Please say how many lines in the material include the string "derive", and nothing else.

**Excerpted data**
+ + + +
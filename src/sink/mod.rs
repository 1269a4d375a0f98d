//! Sink driver — the uniform interface metric samples land on, implemented
//! by the Prometheus HTTP exposition and InfluxDB push variants.

pub mod influxdb;
pub mod prometheus;

use std::collections::BTreeMap;

use async_trait::async_trait;
use thiserror::Error;

pub use influxdb::InfluxDbSink;
pub use prometheus::PrometheusSink;

#[derive(Debug, Error)]
pub enum SinkError {
    #[error("http server error: {0}")]
    Http(String),
    #[error("influxdb write failed: {0}")]
    InfluxWrite(String),
}

/// A single metric sample row ready for a sink, canonicalised labels and
/// all — see the atomicity contract on `clear`/`update_metric`/
/// `release_update_lock` in the component design.
#[derive(Debug, Clone)]
pub struct Sample {
    pub metric_name: String,
    pub host: String,
    pub labels: BTreeMap<String, String>,
    pub value: f64,
}

#[async_trait]
pub trait Sink: Send + Sync {
    /// Declare a metric's type and help text, idempotent per name.
    async fn add_metric(&self, name: &str, metric_type: &str, description: &str);

    /// Acquire the host-scoped exclusive window for `metric_name` on `host`
    /// and erase its existing rows. Always paired with `release_update_lock`,
    /// even on error.
    async fn clear(&self, host: &str, metric_name: &str);

    /// Insert or overwrite one row, timestamped now.
    async fn update_metric(&self, sample: Sample);

    /// Release the window opened by `clear`.
    async fn release_update_lock(&self, host: &str, metric_name: &str);
}

// `start_serving` (background HTTP server / periodic pusher) isn't part of
// this trait: spawning a 'static background task needs an owned `Arc` of
// the concrete sink, which a `&self`/`Arc<dyn Sink>` trait method can't
// give us. The driver-specific entry points
// (`prometheus::start_http_server`, `influxdb::start_influx_pusher`)
// are called directly from `main` against the concrete type instead.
+ + + +
**Expected answer**
2